### ACTIVITY:
When you write out the entries, keep every line exactly as it appears.

━━ EXCERPTED RECORDS ━━

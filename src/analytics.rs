//! Read-only derivations over a transaction snapshot. Nothing in this
//! module mutates the store; every function takes the collection as a
//! slice and computes a summary or ranked view from it.

use crate::models::transaction::{Transaction, TransactionKind};
use chrono::NaiveDate;
use rust_decimal::Decimal;
use std::collections::{BTreeMap, HashMap};

/// Months shown by the chart screens; older months stay in the
/// aggregates, consumers just window them.
pub const CHART_MONTH_WINDOW: usize = 6;

#[derive(Debug, Clone, Copy, PartialEq, Eq, Default)]
pub struct Totals {
    pub income: Decimal,
    pub expense: Decimal,
    pub balance: Decimal,
}

#[derive(Debug, Clone, Copy, PartialEq, Eq, Default)]
pub struct MonthlyTotals {
    pub income: Decimal,
    pub expense: Decimal,
}

#[derive(Debug, Clone, Copy, PartialEq, Eq, Default)]
pub struct MonthlyAverages {
    pub avg_income: Decimal,
    pub avg_expense: Decimal,
    pub avg_balance: Decimal,
}

#[derive(Debug, Clone, Copy, PartialEq, Eq)]
pub enum TypeFilter {
    All,
    Income,
    Expense,
}

impl TypeFilter {
    fn matches(&self, kind: TransactionKind) -> bool {
        match self {
            TypeFilter::All => true,
            TypeFilter::Income => kind == TransactionKind::Income,
            TypeFilter::Expense => kind == TransactionKind::Expense,
        }
    }
}

impl std::str::FromStr for TypeFilter {
    type Err = String;

    fn from_str(s: &str) -> Result<Self, Self::Err> {
        match s.to_lowercase().as_str() {
            "all" => Ok(TypeFilter::All),
            "income" => Ok(TypeFilter::Income),
            "expense" => Ok(TypeFilter::Expense),
            _ => Err(format!(
                "Invalid filter '{}'. Use 'all', 'income' or 'expense'.",
                s
            )),
        }
    }
}

/// Sum amounts grouped by kind; balance = income - expense.
pub fn totals(transactions: &[Transaction]) -> Totals {
    let mut totals = Totals::default();
    for transaction in transactions {
        match transaction.kind {
            TransactionKind::Income => totals.income += transaction.amount,
            TransactionKind::Expense => totals.expense += transaction.amount,
        }
    }
    totals.balance = totals.income - totals.expense;
    totals
}

/// Type filter first, then a case-insensitive substring search over
/// description, category and notes. An empty query keeps everything.
pub fn filter_and_search(
    transactions: &[Transaction],
    filter: TypeFilter,
    query: &str,
) -> Vec<Transaction> {
    let query = query.to_lowercase();
    transactions
        .iter()
        .filter(|t| filter.matches(t.kind))
        .filter(|t| {
            if query.is_empty() {
                return true;
            }
            t.description.to_lowercase().contains(&query)
                || t.category.to_lowercase().contains(&query)
                || t.notes
                    .as_deref()
                    .unwrap_or("")
                    .to_lowercase()
                    .contains(&query)
        })
        .cloned()
        .collect()
}

fn month_key(date: NaiveDate) -> String {
    date.format("%Y-%m").to_string()
}

/// Group by calendar month; the BTreeMap keeps keys ("YYYY-MM")
/// sorted ascending.
pub fn monthly_aggregates(transactions: &[Transaction]) -> BTreeMap<String, MonthlyTotals> {
    let mut months: BTreeMap<String, MonthlyTotals> = BTreeMap::new();
    for transaction in transactions {
        let entry = months.entry(month_key(transaction.date)).or_default();
        match transaction.kind {
            TransactionKind::Income => entry.income += transaction.amount,
            TransactionKind::Expense => entry.expense += transaction.amount,
        }
    }
    months
}

/// The most recent `n` months of an aggregate map, oldest first.
pub fn recent_months(
    aggregates: &BTreeMap<String, MonthlyTotals>,
    n: usize,
) -> Vec<(String, MonthlyTotals)> {
    let skip = aggregates.len().saturating_sub(n);
    aggregates
        .iter()
        .skip(skip)
        .map(|(month, totals)| (month.clone(), *totals))
        .collect()
}

/// Totals restricted to `today`'s calendar month.
pub fn current_month_totals(transactions: &[Transaction], today: NaiveDate) -> MonthlyTotals {
    let current = month_key(today);
    monthly_aggregates(transactions)
        .remove(&current)
        .unwrap_or_default()
}

/// Summed amounts per category for one kind, in first-encountered order.
pub fn category_breakdown(
    transactions: &[Transaction],
    kind: TransactionKind,
) -> Vec<(String, Decimal)> {
    let mut order: Vec<(String, Decimal)> = Vec::new();
    let mut index: HashMap<String, usize> = HashMap::new();

    for transaction in transactions.iter().filter(|t| t.kind == kind) {
        match index.get(&transaction.category) {
            Some(&i) => order[i].1 += transaction.amount,
            None => {
                index.insert(transaction.category.clone(), order.len());
                order.push((transaction.category.clone(), transaction.amount));
            }
        }
    }
    order
}

/// Top expense categories by total spend; ties keep their
/// first-encountered order (stable sort), truncated to `n`.
pub fn top_categories(transactions: &[Transaction], n: usize) -> Vec<(String, Decimal)> {
    let mut breakdown = category_breakdown(transactions, TransactionKind::Expense);
    breakdown.sort_by(|a, b| b.1.cmp(&a.1));
    breakdown.truncate(n);
    breakdown
}

/// Largest transactions by amount across both kinds; stable on ties,
/// truncated to `n`.
pub fn largest_transactions(transactions: &[Transaction], n: usize) -> Vec<Transaction> {
    let mut sorted = transactions.to_vec();
    sorted.sort_by(|a, b| b.amount.cmp(&a.amount));
    sorted.truncate(n);
    sorted
}

/// Arithmetic mean of each month's totals across all months present.
/// No months means all-zero averages, not a division failure.
pub fn averages_per_month(transactions: &[Transaction]) -> MonthlyAverages {
    let months = monthly_aggregates(transactions);
    if months.is_empty() {
        return MonthlyAverages::default();
    }

    let count = Decimal::from(months.len());
    let sum = months
        .values()
        .fold(MonthlyTotals::default(), |acc, m| MonthlyTotals {
            income: acc.income + m.income,
            expense: acc.expense + m.expense,
        });

    let avg_income = sum.income / count;
    let avg_expense = sum.expense / count;
    MonthlyAverages {
        avg_income,
        avg_expense,
        avg_balance: avg_income - avg_expense,
    }
}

━━━

### YOUR RESPONSE:
filename src/analytics.rs
//! Read-only derivations over a transaction snapshot. Nothing in this
//! module mutates the store; every function takes the collection as a
//! slice and computes a summary or ranked view from it.

use crate::models::transaction::{Transaction, TransactionKind};
use chrono::NaiveDate;
use rust_decimal::Decimal;
use std::collections::{BTreeMap, HashMap};

/// Months shown by the chart screens; older months stay in the
/// aggregates, consumers just window them.
pub const CHART_MONTH_WINDOW: usize = 6;

#[derive(Debug, Clone, Copy, PartialEq, Eq, Default)]
pub struct Totals {
    pub income: Decimal,
    pub expense: Decimal,
    pub balance: Decimal,
}

#[derive(Debug, Clone, Copy, PartialEq, Eq, Default)]
pub struct MonthlyTotals {
    pub income: Decimal,
    pub expense: Decimal,
}

#[derive(Debug, Clone, Copy, PartialEq, Eq, Default)]
pub struct MonthlyAverages {
    pub avg_income: Decimal,
    pub avg_expense: Decimal,
    pub avg_balance: Decimal,
}

#[derive(Debug, Clone, Copy, PartialEq, Eq)]
pub enum TypeFilter {
    All,
    Income,
    Expense,
}

impl TypeFilter {
    fn matches(&self, kind: TransactionKind) -> bool {
        match self {
            TypeFilter::All => true,
            TypeFilter::Income => kind == TransactionKind::Income,
            TypeFilter::Expense => kind == TransactionKind::Expense,
        }
    }
}

impl std::str::FromStr for TypeFilter {
    type Err = String;

    fn from_str(s: &str) -> Result<Self, Self::Err> {
        match s.to_lowercase().as_str() {
            "all" => Ok(TypeFilter::All),
            "income" => Ok(TypeFilter::Income),
            "expense" => Ok(TypeFilter::Expense),
            _ => Err(format!(
                "Invalid filter '{}'. Use 'all', 'income' or 'expense'.",
                s
            )),
        }
    }
}

/// Sum amounts grouped by kind; balance = income - expense.
pub fn totals(transactions: &[Transaction]) -> Totals {
    let mut totals = Totals::default();
    for transaction in transactions {
        match transaction.kind {
            TransactionKind::Income => totals.income += transaction.amount,
            TransactionKind::Expense => totals.expense += transaction.amount,
        }
    }
    totals.balance = totals.income - totals.expense;
    totals
}

/// Type filter first, then a case-insensitive substring search over
/// description, category and notes. An empty query keeps everything.
pub fn filter_and_search(
    transactions: &[Transaction],
    filter: TypeFilter,
    query: &str,
) -> Vec<Transaction> {
    let query = query.to_lowercase();
    transactions
        .iter()
        .filter(|t| filter.matches(t.kind))
        .filter(|t| {
            if query.is_empty() {
                return true;
            }
            t.description.to_lowercase().contains(&query)
                || t.category.to_lowercase().contains(&query)
                || t.notes
                    .as_deref()
                    .unwrap_or("")
                    .to_lowercase()
                    .contains(&query)
        })
        .cloned()
        .collect()
}

fn month_key(date: NaiveDate) -> String {
    date.format("%Y-%m").to_string()
}

/// Group by calendar month; the BTreeMap keeps keys ("YYYY-MM")
/// sorted ascending.
pub fn monthly_aggregates(transactions: &[Transaction]) -> BTreeMap<String, MonthlyTotals> {
    let mut months: BTreeMap<String, MonthlyTotals> = BTreeMap::new();
    for transaction in transactions {
        let entry = months.entry(month_key(transaction.date)).or_default();
        match transaction.kind {
            TransactionKind::Income => entry.income += transaction.amount,
            TransactionKind::Expense => entry.expense += transaction.amount,
        }
    }
    months
}

/// The most recent `n` months of an aggregate map, oldest first.
pub fn recent_months(
    aggregates: &BTreeMap<String, MonthlyTotals>,
    n: usize,
) -> Vec<(String, MonthlyTotals)> {
    let skip = aggregates.len().saturating_sub(n);
    aggregates
        .iter()
        .skip(skip)
        .map(|(month, totals)| (month.clone(), *totals))
        .collect()
}

/// Totals restricted to `today`'s calendar month.
pub fn current_month_totals(transactions: &[Transaction], today: NaiveDate) -> MonthlyTotals {
    let current = month_key(today);
    monthly_aggregates(transactions)
        .remove(&current)
        .unwrap_or_default()
}

/// Summed amounts per category for one kind, in first-encountered order.
pub fn category_breakdown(
    transactions: &[Transaction],
    kind: TransactionKind,
) -> Vec<(String, Decimal)> {
    let mut order: Vec<(String, Decimal)> = Vec::new();
    let mut index: HashMap<String, usize> = HashMap::new();

    for transaction in transactions.iter().filter(|t| t.kind == kind) {
        match index.get(&transaction.category) {
            Some(&i) => order[i].1 += transaction.amount,
            None => {
                index.insert(transaction.category.clone(), order.len());
                order.push((transaction.category.clone(), transaction.amount));
            }
        }
    }
    order
}

/// Top expense categories by total spend; ties keep their
/// first-encountered order (stable sort), truncated to `n`.
pub fn top_categories(transactions: &[Transaction], n: usize) -> Vec<(String, Decimal)> {
    let mut breakdown = category_breakdown(transactions, TransactionKind::Expense);
    breakdown.sort_by(|a, b| b.1.cmp(&a.1));
    breakdown.truncate(n);
    breakdown
}

/// Largest transactions by amount across both kinds; stable on ties,
/// truncated to `n`.
pub fn largest_transactions(transactions: &[Transaction], n: usize) -> Vec<Transaction> {
    let mut sorted = transactions.to_vec();
    sorted.sort_by(|a, b| b.amount.cmp(&a.amount));
    sorted.truncate(n);
    sorted
}

/// Arithmetic mean of each month's totals across all months present.
/// No months means all-zero averages, not a division failure.
pub fn averages_per_month(transactions: &[Transaction]) -> MonthlyAverages {
    let months = monthly_aggregates(transactions);
    if months.is_empty() {
        return MonthlyAverages::default();
    }

    let count = Decimal::from(months.len());
    let sum = months
        .values()
        .fold(MonthlyTotals::default(), |acc, m| MonthlyTotals {
            income: acc.income + m.income,
            expense: acc.expense + m.expense,
        });

    let avg_income = sum.income / count;
    let avg_expense = sum.expense / count;
    MonthlyAverages {
        avg_income,
        avg_expense,
        avg_balance: avg_income - avg_expense,
    }
}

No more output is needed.